I Do … Until I Don’t, meanwhile, has all the weight of a feature written in about three hours, meandering from scene to scene with no narrative thrust whatsoever other than a collection of half-baked ideas about marriage and relationships combined with the extremely misguided notion that all of that should be paired with a clumsy attempt at an Altman-style directing method. It starts out wanting to be The Lobster and ends up closer to something Garry Marshall might’ve found a bit too schmaltzy.
Ostensibly concerned with the concept that marriage is an outdated institution, the film hits a brick wall as soon as all the details of this theory come to light, completely abandoning it and practically begging to start over with a more workable premise. But the premise itself is fine. It’s the characters who can’t carry the piece. Juggling seven people and their respective arcs is hard enough without trying to philosophize your way down of a rabbit hole of halfhearted cliches about how “relationships are hard, but they’re worth it!” The new indie rule would seem to be, why have something to say when having nothing to say is just as viable an option.
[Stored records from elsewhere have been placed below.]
//! Services bundle - every long-lived component, built once from config

use async_trait::async_trait;
use crew_agent::{CompletionEngine, CompletionEvent, Orchestrator, Planner, TaskAgent};
use crew_foundation::{CrewConfig, SandboxLimits};
use crew_provider::{
    Message, OpenAiProvider, Provider, ProviderError, ProviderResponse, ToolDef,
};
use crew_sandbox::{ContainerDriver, DockerCli, TemplateCatalog, ToolCatalog, WorkspaceRegistry};
use crew_task::{OperationLedger, ProjectStore};
use std::sync::Arc;
use tokio::sync::mpsc;
use tracing::debug;

pub struct Services {
    pub config: CrewConfig,
    pub templates: Arc<TemplateCatalog>,
    pub tools: Arc<ToolCatalog>,
    pub registry: Arc<WorkspaceRegistry>,
    pub projects: Arc<ProjectStore>,
    pub ledger: Arc<OperationLedger>,
}

impl Services {
    /// Open every store under the data dir with the real container runtime
    pub fn open(config: CrewConfig) -> anyhow::Result<Self> {
        let limits = SandboxLimits::load()?;
        let driver: Arc<dyn ContainerDriver> = Arc::new(DockerCli::new(&limits));
        Self::with_driver(config, limits, driver)
    }

    pub fn with_driver(
        config: CrewConfig,
        limits: SandboxLimits,
        driver: Arc<dyn ContainerDriver>,
    ) -> anyhow::Result<Self> {
        let store = config.data_store()?;
        debug!(dir = %store.base_dir().display(), "Opening state");

        let templates = Arc::new(TemplateCatalog::open(store.clone())?);
        let tools = Arc::new(ToolCatalog::open(store.clone())?);
        let registry = Arc::new(WorkspaceRegistry::open(
            store.clone(),
            driver,
            limits,
            templates.clone(),
        )?);
        let projects = Arc::new(ProjectStore::open(store.clone())?);
        let ledger = Arc::new(OperationLedger::open(store)?);

        Ok(Self {
            config,
            templates,
            tools,
            registry,
            projects,
            ledger,
        })
    }

    /// Wire up the orchestrator; tool activity goes to `events` when given
    pub fn orchestrator(&self, events: Option<mpsc::Sender<CompletionEvent>>) -> Orchestrator {
        let provider = self.provider(None);
        let planner_provider = match &self.config.agent.planner_model {
            Some(model) => self.provider(Some(model)),
            None => provider.clone(),
        };

        let mut engine = CompletionEngine::new(provider)
            .with_max_iterations(self.config.agent.effective_max_iterations());
        if let Some(tx) = events {
            engine = engine.with_events(tx);
        }
        let planner = Planner::new(Arc::new(CompletionEngine::new(planner_provider)));
        let agent = TaskAgent::new(Arc::new(engine), self.registry.clone());

        Orchestrator::new(
            self.registry.clone(),
            self.projects.clone(),
            self.ledger.clone(),
            planner,
            agent,
        )
    }

    /// The configured provider, or a stand-in that reports why there is none
    fn provider(&self, model: Option<&str>) -> Arc<dyn Provider> {
        match OpenAiProvider::from_settings(&self.config.provider) {
            Ok(provider) => match model {
                Some(model) => Arc::new(provider.with_model(model)),
                None => Arc::new(provider),
            },
            Err(ProviderError::NotConfigured(reason)) => Arc::new(Unconfigured { reason }),
            Err(e) => Arc::new(Unconfigured {
                reason: e.to_string(),
            }),
        }
    }
}

/// Provider used when no API key is configured
///
/// Commands that never talk to the model still work; the others fail with
/// the configuration error.
struct Unconfigured {
    reason: String,
}

#[async_trait]
impl Provider for Unconfigured {
    fn id(&self) -> &str {
        "unconfigured"
    }

    fn model(&self) -> &str {
        ""
    }

    async fn complete(
        &self,
        _messages: Vec<Message>,
        _tools: Vec<ToolDef>,
        _system_prompt: Option<String>,
    ) -> Result<ProviderResponse, ProviderError> {
        Err(ProviderError::NotConfigured(self.reason.clone()))
    }

    fn is_available(&self) -> bool {
        false
    }
}
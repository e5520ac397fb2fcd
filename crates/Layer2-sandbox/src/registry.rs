//! Workspace Registry
//!
//! Owns every workspace's lifecycle: build, create, start/stop, rebuild,
//! destroy, and capacity enforcement. The map itself is a persisted
//! [`JsonCollection`]; two async locks add the ordering guarantees:
//!
//! - `capacity` is held from eviction through the create/start it guards, so
//!   concurrent requests can never push past the running or total cap.
//! - a per-workspace lock serializes rebuild, exec, file IO and destroy on one
//!   workspace.
//!
//! Lock order is workspace lock, then capacity. Eviction runs under
//! `capacity` alone and never takes a workspace lock.

use crate::catalog::TemplateCatalog;
use crate::driver::{BuildOutput, ContainerDriver, ContainerSpec, ExecOutput};
use crate::workspace::{
    resolve_path, RebuildResult, VerifyResult, Workspace, WorkspaceStatus,
};
use chrono::Utc;
use crew_foundation::{prefixed_id, Error, JsonCollection, JsonStore, Result, SandboxLimits};
use std::collections::HashMap;
use std::sync::Arc;
use tokio::sync::{Mutex as AsyncMutex, OwnedMutexGuard};
use tracing::{debug, info, warn};

pub const WORKSPACES_FILE: &str = "workspaces.json";

/// What capacity is being made for
#[derive(Debug, Clone, Copy)]
enum Admission<'a> {
    /// A brand new workspace (counts toward both caps)
    Create,
    /// Starting an existing workspace (running cap only)
    Start(&'a str),
}

impl Admission<'_> {
    fn excludes(&self, id: &str) -> bool {
        matches!(self, Admission::Start(own) if *own == id)
    }
}

pub struct WorkspaceRegistry {
    driver: Arc<dyn ContainerDriver>,
    limits: SandboxLimits,
    templates: Arc<TemplateCatalog>,
    workspaces: JsonCollection<Workspace>,
    capacity: AsyncMutex<()>,
    locks: parking_lot::Mutex<HashMap<String, Arc<AsyncMutex<()>>>>,
}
Dolly Wells is Vivian, a documentarian gathering footage of couples at various stages of their relationships in the hopes of proving her thesis that marriages should, at best, have a seven-year life span or, alternately, be recognized as archaic to begin with. Of the three couples we meet, only Mary Steenburgen and Paul Reiser make any kind of impression at all, mostly through a combination of (I’m guessing) real-life experience and actually giving a damn about the characters they’re playing. Writer-director Lake Bell and Ed Helms are propped up as Boring Thirty/Forty-somethings Who Can’t Communicate, while Wyatt Cenac and Amber Heard are Hedge Fund Bohemians. And that’s about it. Bell has no interest in digging any deeper into any of these people or rooting around to discover anything resembling a point. Each couple goes through almost imperceptible strife on their way toward the big finale wherein … well, I won’t spoil it for you, but I will say that if you’ve seen all romantic comedies, you’ve seen this one, too.
Plain and simple, the film is embarrassingly bad. It’s frankly unbelievable to me that Bell, who has shown some skill at creating nuanced, interesting characters with specific goals (not to mention a clear political agenda) in her previous directorial effort, In A World…, is now wallowing in this type of feel-good snoozefest. I’m not giving up on her just yet. I will, however, do my best to forget this one ever happened. Rated R for sexual material and language.
Now Playing at Grail Moviehouse.
The reviewer clearly expected a lot from this “snooze fest” film. I went in hoping for some light, happy entertainment and got plenty of it, as did the other viewers present based on their laughs. Sometimes a “lazy” “feel-good” film is just the ticket. I was already a fan of Helms, Bell, Reiser, Heard and Steenburgen, but had never seen Dolly Wells or Wyatt Cenac. Both were very pleasant surprises.
As I said above, yes, I was definitely expecting a lot more from Bell in particular. She’s no master stylist but c’mon, she can do a lot better than this. So far she’s made one good movie and one bad movie. That’s already a better record than some directors with twice as long a career behind them.
Feel-good is fine. It’s not my thing, but whatever. I get it. There’s room for all these movies. But lazy is never okay. You’re talking about millions of dollars of someone else’s money and two hours of an audience’s time. Lazy is simply irresponsible.
Also, I never said audiences wouldn’t enjoy it. I simply advised against ever seeing it in the first place.